◆ Task prompt ◆
Scan the records that follow, and whenever a line has the word "statuses", copy it.

◆ Records ◆
/*
 * Copyright Bret Ambrose. All Rights Reserved.
 * SPDX-License-Identifier: Apache-2.0.
 */

/*!
RPC server state machine.

```text
root
 ├── waiting
 └── faulted
```

A server subscribes to its request topic filter when registered, forwards every well-formed
request to the application as an execute-command event, and publishes the application's
execution response to the response topic the invoker asked for.  A request the application does
not answer within the execution timeout is answered by the server with a server-error status.
 */

use crate::collection::{EventPolicy, PolicyContext, RpcServerHandle};
use crate::config::RpcServerOptions;
use crate::error::{GneissError, GneissResult};
use crate::event::*;
use crate::hfsm::*;
use crate::logging::*;
use crate::mqtt::*;
use crate::pipeline::TimerId;
use crate::request::CorrelationId;
use crate::rpc::*;
use crate::rpc::topic::*;

use std::any::Any;
use std::fmt;

const EXECUTION_TIMEOUT_MESSAGE : &str = "Command Server timeout";

/// The application's answer to an execute-command event
#[derive(Clone, Debug, Default, PartialEq, Eq)]
pub struct ExecutionFinishRequest {

    /// Correlation id of the execute-command event being answered
    pub correlation_id: CorrelationId,

    /// Result of the execution
    pub status: RpcStatus,

    /// Content type of the response payload; ignored for failure statuses
    pub content_type: Option<String>,

    /// Response payload; ignored for failure statuses
    pub response_payload: Vec<u8>,

    /// Error message published with failure statuses
    pub error_message: Option<String>,
}

/// States of an RPC server
#[derive(Copy, Clone, Debug, PartialEq, Eq)]
pub enum RpcServerState {

    /// Superstate of every other state
    Root,

    /// Forwarding requests and publishing responses
    Waiting,

    /// The request subscription was rejected; the server must be recreated
    Faulted,
}

impl fmt::Display for RpcServerState {
    fn fmt(&self, f: &mut fmt::Formatter<'_>) -> fmt::Result {
        match self {
            RpcServerState::Root => { write!(f, "Root") }
            RpcServerState::Waiting => { write!(f, "Waiting") }
            RpcServerState::Faulted => { write!(f, "Faulted") }
        }
    }
}

struct PendingExecution {
    correlation_id: CorrelationId,
    response_topic: String,
    timer: TimerId,
}

struct RequestProperties {
    correlation_id: CorrelationId,
    response_topic: String,
    content_type: String,
}

pub(crate) struct RpcServer {
    state: RpcServerState,
    handle: RpcServerHandle,
    options: RpcServerOptions,

    request_format: TopicFormat,
    subscription_filter: String,
    request_expected: TopicTokens,

    property_bag: PropertyBag,
    register_packet_id: Option<PacketId>,
    executions: Vec<PendingExecution>,
    fault_reason: Option<String>,
}

impl RpcServer {

    pub(crate) fn new(handle: RpcServerHandle, options: RpcServerOptions) -> GneissResult<Self> {
        let request_format = TopicFormat::new(&options.request_topic_format)?;

        let executor_id =
            if options.service_group_id.is_some() {
                ANY_EXECUTOR_ID
            } else {
                options.client_id.as_str()
            };

        let request_expected = TopicTokens::new()
            .with(TopicToken::ServiceId, &options.model_id)
            .with(TopicToken::ExecutorId, executor_id);
        let filter_tokens = request_expected.clone().with(TopicToken::Name, SINGLE_LEVEL_WILDCARD);
        let subscription_filter = request_format.build_filter(&filter_tokens, options.service_group_id.as_deref())?;

        Ok(RpcServer {
            state: RpcServerState::Waiting,
            handle,
            options,
            request_format,
            subscription_filter,
            request_expected,
            property_bag: PropertyBag::new(),
            register_packet_id: None,
            executions: Vec::new(),
            fault_reason: None,
        })
    }

    pub(crate) fn state(&self) -> RpcServerState {
        self.state
    }

    pub(crate) fn subscription_filter(&self) -> &str {
        &self.subscription_filter
    }

    pub(crate) fn register(&mut self, context: &mut PolicyContext<'_>) -> GneissResult<()> {
        send_event(self, &Event::RegisterRequest, context)
    }

    pub(crate) fn execution_finish(&mut self, response: &ExecutionFinishRequest, context: &mut PolicyContext<'_>) -> GneissResult<()> {
        send_event(self, &Event::ExecutionFinish(response), context)
    }

    fn find_execution(&self, correlation_id: &CorrelationId) -> Option<usize> {
        self.executions.iter().position(|execution| execution.correlation_id == *correlation_id)
    }

    fn release_executions(&mut self, context: &mut PolicyContext<'_>) {
        for execution in self.executions.drain(..) {
            context.destroy_timer(execution.timer);
        }
    }

    fn handle_request(&mut self, publish: &PublishReceived, tokens: TopicTokens, context: &mut PolicyContext<'_>) -> GneissResult<()> {
        let properties = match read_request_properties(&publish.properties) {
            Ok(properties) => { properties }
            Err(error) => {
                observe_warn!(context.observer(), Component::RpcServer, "dropping request on \"{}\": {}", publish.topic, error);
                return Ok(());
            }
        };

        if self.find_execution(&properties.correlation_id).is_some() {
            observe_warn!(context.observer(), Component::RpcServer, "dropping redelivered request {} that is already executing", properties.correlation_id);
            return Ok(());
        }

        let timer = context.start_timer(self.options.execution_timeout)?;
        self.executions.push(PendingExecution {
            correlation_id: properties.correlation_id.clone(),
            response_topic: properties.response_topic.clone(),
            timer,
        });

        let command_name = tokens.name.unwrap_or_default();
        observe_debug!(context.observer(), Component::RpcServer, "forwarding request {} for \"{}\"", properties.correlation_id, command_name);

        context.notify(ConnectionEvent::ExecuteCommand(ExecuteCommandRequest {
            server: self.handle,
            correlation_id: properties.correlation_id,
            response_topic: properties.response_topic,
            content_type: properties.content_type,
            command_name,
            request_payload: publish.payload.clone(),
        }));

        Ok(())
    }

    fn append_response_properties(&mut self, response: &ExecutionFinishRequest) -> GneissResult<()> {
        self.property_bag.append_binary(PropertyType::CorrelationData, response.correlation_id.as_bytes())?;
        self.property_bag.append_string_pair(PropertyType::UserProperty, RPC_STATUS_PROPERTY_NAME, &response.status.to_string())?;

        if response.status.is_failure() {
            let message = response.error_message.as_deref().unwrap_or_default();
            self.property_bag.append_string_pair(PropertyType::UserProperty, RPC_STATUS_MESSAGE_PROPERTY_NAME, message)?;
        } else if let Some(content_type) = &response.content_type {
            self.property_bag.append_string(PropertyType::ContentType, content_type)?;
        }

        Ok(())
    }

    fn publish_response(&mut self, response_topic: &str, response: &ExecutionFinishRequest, context: &mut PolicyContext<'_>) -> GneissResult<PacketId> {
        let payload : &[u8] =
            if response.status.is_failure() {
                &[]
            } else {
                &response.response_payload
            };

        let result = self.append_response_properties(response).and_then(|_| {
            let publish = PublishRequest {
                topic: response_topic,
                payload,
                qos: RPC_QOS,
                properties: &self.property_bag,
            };

            context.publish(&publish)
        });
        self.property_bag.clear();

        result
    }

    fn finish_execution(&mut self, response: &ExecutionFinishRequest, context: &mut PolicyContext<'_>) -> GneissResult<()> {
        let index = self.find_execution(&response.correlation_id).ok_or_else(|| {
            GneissError::new_item_not_found(format!("no executing request with correlation id {}", response.correlation_id))
        })?;

        let response_topic = self.executions[index].response_topic.clone();
        let packet_id = self.publish_response(&response_topic, response, context)?;
        observe_debug!(context.observer(), Component::RpcServer, "published response {} with status {} to \"{}\" using packet id {}", response.correlation_id, response.status, response_topic, packet_id);

        let execution = self.executions.remove(index);
        context.destroy_timer(execution.timer);

        Ok(())
    }

    fn expire_execution(&mut self, index: usize, context: &mut PolicyContext<'_>) {
        let execution = self.executions.remove(index);
        context.destroy_timer(execution.timer);
        observe_warn!(context.observer(), Component::RpcServer, "request {} was not answered within {:?}", execution.correlation_id, self.options.execution_timeout);

        let response = ExecutionFinishRequest {
            correlation_id: execution.correlation_id,
            status: RpcStatus::SERVER_ERROR,
            content_type: None,
            response_payload: Vec::new(),
            error_message: Some(EXECUTION_TIMEOUT_MESSAGE.to_string()),
        };

        if let Err(error) = self.publish_response(&execution.response_topic, &response, context) {
            observe_error!(context.observer(), Component::RpcServer, "failed to publish timeout response {}: {}", response.correlation_id, error);
        }
    }

    fn root(&mut self, event: &Event<'_>, context: &mut PolicyContext<'_>) -> GneissResult<Disposition> {
        match event {
            Event::Exit => {
                panic!("RPC server state machine exited its root state");
            }
            Event::Timeout(timer) => {
                if let Some(index) = self.executions.iter().position(|execution| execution.timer == *timer) {
                    self.expire_execution(index, context);
                }
            }
            _ => {
                observe_debug!(context.observer(), Component::RpcServer, "{} - ignoring {}", self.state, event);
            }
        }

        Ok(Disposition::Handled)
    }

    fn waiting(&mut self, event: &Event<'_>, context: &mut PolicyContext<'_>) -> GneissResult<Disposition> {
        match event {
            Event::Entry | Event::Exit => {}
            Event::RegisterRequest => {
                let subscribe = SubscribeRequest {
                    topic_filter: self.subscription_filter.clone(),
                    qos: RPC_QOS,
                };

                self.register_packet_id = Some(context.subscribe(&subscribe)?);
                observe_info!(context.observer(), Component::RpcServer, "subscribing to \"{}\"", self.subscription_filter);
            }
            Event::Suback { id, reason_code } if self.register_packet_id == Some(*id) => {
                self.register_packet_id = None;
                if reason_code.is_success() {
                    observe_info!(context.observer(), Component::RpcServer, "subscribed to \"{}\"", self.subscription_filter);
                } else {
                    self.fault_reason = Some(format!("request subscription rejected with {:?}", reason_code));
                    transition_peer(self, RpcServerState::Waiting, RpcServerState::Faulted, context)?;
                }
            }
            Event::PublishReceived(publish) if topic_matches_filter(&publish.topic, &self.subscription_filter) => {
                match self.request_format.extract(&publish.topic, &self.request_expected) {
                    Ok(tokens) => { self.handle_request(publish, tokens, context)?; }
                    Err(_) => { return Ok(Disposition::Superstate); }
                }
            }
            Event::ExecutionFinish(response) => {
                self.finish_execution(response, context)?;
            }
            _ => { return Ok(Disposition::Superstate); }
        }

        Ok(Disposition::Handled)
    }

    fn faulted(&mut self, event: &Event<'_>, context: &mut PolicyContext<'_>) -> GneissResult<Disposition> {
        match event {
            Event::Entry => {
                let message = self.fault_reason.take().unwrap_or_else(|| "RPC server faulted".to_string());
                observe_error!(context.observer(), Component::RpcServer, "entered Faulted: {}", message);
                self.release_executions(context);
                context.notify(ConnectionEvent::Error(ErrorEvent {
                    component: Component::RpcServer,
                    message,
                }));
            }
            Event::RegisterRequest | Event::ExecutionFinish(_) => {
                return Err(GneissError::new_invalid_state(RpcServerState::Faulted, format!("{} rejected", event)));
            }
            _ => {
                observe_debug!(context.observer(), Component::RpcServer, "Faulted - ignoring {}", event);
            }
        }

        Ok(Disposition::Handled)
    }
}

fn read_request_properties(properties: &PropertyBag) -> GneissResult<RequestProperties> {
    Ok(RequestProperties {
        response_topic: properties.read_string(PropertyType::ResponseTopic)?.to_string(),
        correlation_id: CorrelationId::new(properties.read_binary(PropertyType::CorrelationData)?),
        content_type: properties.read_string(PropertyType::ContentType)?.to_string(),
    })
}

impl<'a> StateMachine<PolicyContext<'a>> for RpcServer {
    type State = RpcServerState;

    fn current_state(&self) -> RpcServerState {
        self.state
    }

    fn set_current_state(&mut self, state: RpcServerState) {
        self.state = state;
    }

    fn parent_of(state: RpcServerState) -> Option<RpcServerState> {
        match state {
            RpcServerState::Root => { None }
            _ => { Some(RpcServerState::Root) }
        }
    }

    fn handle_event(&mut self, state: RpcServerState, event: &Event<'_>, context: &mut PolicyContext<'a>) -> GneissResult<Disposition> {
        match state {
            RpcServerState::Root => { self.root(event, context) }
            RpcServerState::Waiting => { self.waiting(event, context) }
            RpcServerState::Faulted => { self.faulted(event, context) }
        }
    }
}

impl EventPolicy for RpcServer {
    fn handle_inbound(&mut self, event: &Event<'_>, context: &mut PolicyContext<'_>) -> GneissResult<()> {
        send_event(self, event, context)
    }

    fn release(&mut self, context: &mut PolicyContext<'_>) {
        self.release_executions(context);
    }

    fn as_any(&self) -> &dyn Any { self }

    fn as_any_mut(&mut self) -> &mut dyn Any { self }
}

◆ Answer space ◆
    /// Content type of the response payload; ignored for failure statuses
    /// Response payload; ignored for failure statuses
    /// Error message published with failure statuses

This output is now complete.